The lines to return are those below that contain the word "redraws".

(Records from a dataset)
= Beginning of Section =
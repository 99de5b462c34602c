//! Event loop shared by both editors.

use std::io::{BufRead, Write};

use anyhow::Context;

use super::presenter::{render, MarkerStyle, Presenter};
use super::session::{Effect, Session};
use super::spline::Spline;
use super::{EditorEvent, NativeFloat, Point2};

/// Drive `session` with events read line by line from `input` until it is exhausted.
///
/// The first frame is drawn before any input is read. Every event is handled
/// to completion (including resampling and redrawing) before the next line is
/// read. Blank lines and `#` comments are skipped, malformed lines are logged
/// and skipped. Control path dumps are written to `output`.
pub fn run_editor<C, Pr, R, W>(
    mut session: Session<C, Point2<NativeFloat>>,
    presenter: &mut Pr,
    markers: &MarkerStyle<NativeFloat>,
    input: R,
    mut output: W,
) -> anyhow::Result<Session<C, Point2<NativeFloat>>>
where
    C: Spline<Point2<NativeFloat>>,
    Pr: Presenter<Point2<NativeFloat>> + ?Sized,
    R: BufRead,
    W: Write,
{
    render(&session, presenter, markers)?;

    for (number, line) in input.lines().enumerate() {
        let line = line.context("failed to read event")?;
        let line = line.trim();
        if line.is_empty() || line.starts_with('#') {
            continue;
        }

        let event: EditorEvent<Point2<NativeFloat>> = match line.parse() {
            Ok(event) => event,
            Err(e) => {
                log::warn!("line {}: skipping {:?}: {}", number + 1, line, e);
                continue;
            }
        };

        let (next, effect) = session.handle(event, &*presenter);
        session = next;
        match effect {
            Effect::None => {}
            Effect::Redraw => render(&session, presenter, markers)?,
            Effect::Dump => {
                writeln!(output, "{}", session.dump()).context("failed to write control path")?;
                output.flush()?;
            }
        }
    }
    Ok(session)
}

#[cfg(test)]
mod tests {
    use super::*;
    use crate::presenter::tests::{Command, RecordingPresenter};
    use crate::{CubicBezier, LineStyle, MidpointSpline};
    use std::io::Cursor;

    const MARKERS: MarkerStyle<NativeFloat> = MarkerStyle {
        area: 36.0,
        selected_scale: 2.5,
    };

    fn bezier_session() -> Session<CubicBezier<Point2<NativeFloat>>, Point2<NativeFloat>> {
        let curve = CubicBezier::new(
            Point2::new(0.0, 0.0),
            Point2::new(0.0, 0.7),
            Point2::new(-0.1, 1.0),
            Point2::new(0.2, 1.0),
        );
        Session::new(curve, 100, 5.0).unwrap()
    }

    fn redraws(presenter: &RecordingPresenter) -> usize {
        presenter
            .commands
            .iter()
            .filter(|c| **c == Command::Redraw)
            .count()
    }

    #[test]
    fn initial_frame_without_input() {
        let mut presenter = RecordingPresenter::default();
        let mut out = Vec::new();
        run_editor(
            bezier_session(),
            &mut presenter,
            &MARKERS,
            Cursor::new(""),
            &mut out,
        )
        .unwrap();
        assert_eq!(redraws(&presenter), 1);
        assert_eq!(presenter.commands[1], Command::Polyline(100, LineStyle::Solid));
        assert!(out.is_empty());
    }

    #[test]
    fn scripted_edit_and_dump() {
        // the recording presenter projects by identity, so screen equals data
        let script = "\
# grab the end point and move it
left 0.2 1.0
right 0.5 2.0

key space
key q
right 9 9
left 100 100
right 7 7
key enter
";
        let mut presenter = RecordingPresenter::default();
        let mut out = Vec::new();
        let session = run_editor(
            bezier_session(),
            &mut presenter,
            &MARKERS,
            Cursor::new(script),
            &mut out,
        )
        .unwrap();

        // initial frame, select, move, move, deselect; the last drag is a no-op
        assert_eq!(redraws(&presenter), 5);
        assert_eq!(session.control_points()[3], Point2::new(9.0, 9.0));
        assert!(session.selection().is_none());
        assert_eq!(
            String::from_utf8(out).unwrap(),
            "[[0, 0], [0, 0.7], [-0.1, 1], [0.5, 2]]\n[[0, 0], [0, 0.7], [-0.1, 1], [9, 9]]\n"
        );
    }

    #[test]
    fn malformed_lines_are_skipped() {
        let script = "left one two\nmiddle 1 2\nkey\nleft 0 0\nright nan nan\nright 1 1\n";
        let mut presenter = RecordingPresenter::default();
        let session = run_editor(
            bezier_session(),
            &mut presenter,
            &MARKERS,
            Cursor::new(script),
            std::io::sink(),
        )
        .unwrap();
        assert_eq!(session.control_points()[0], Point2::new(1.0, 1.0));
        assert_eq!(redraws(&presenter), 3);
    }

    #[test]
    fn spline_editor_moves_control_point() {
        let spline: MidpointSpline<Point2<NativeFloat>, 8> = MidpointSpline::from_slice(&[
            Point2::new(0.0, 0.0),
            Point2::new(2.0, 0.0),
            Point2::new(2.0, 2.0),
            Point2::new(0.0, 2.0),
        ])
        .unwrap();
        let session = Session::new(spline, 255, 5.0).unwrap();
        let mut presenter = RecordingPresenter::default();
        let mut out = Vec::new();
        let session = run_editor(
            session,
            &mut presenter,
            &MARKERS,
            Cursor::new("left 2 0\nright 4 0\nkey space\n"),
            &mut out,
        )
        .unwrap();
        assert_eq!(session.curve().start(), Point2::new(2.0, 0.0));
        assert_eq!(
            String::from_utf8(out).unwrap(),
            "[[0, 0], [4, 0], [2, 2], [0, 2]]\n"
        );
        assert_eq!(presenter.commands.last(), Some(&Command::Redraw));
    }
}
= End of Section =
**Written solution:**
    fn redraws(presenter: &RecordingPresenter) -> usize {
        assert_eq!(redraws(&presenter), 1);
        assert_eq!(redraws(&presenter), 5);
        assert_eq!(redraws(&presenter), 3);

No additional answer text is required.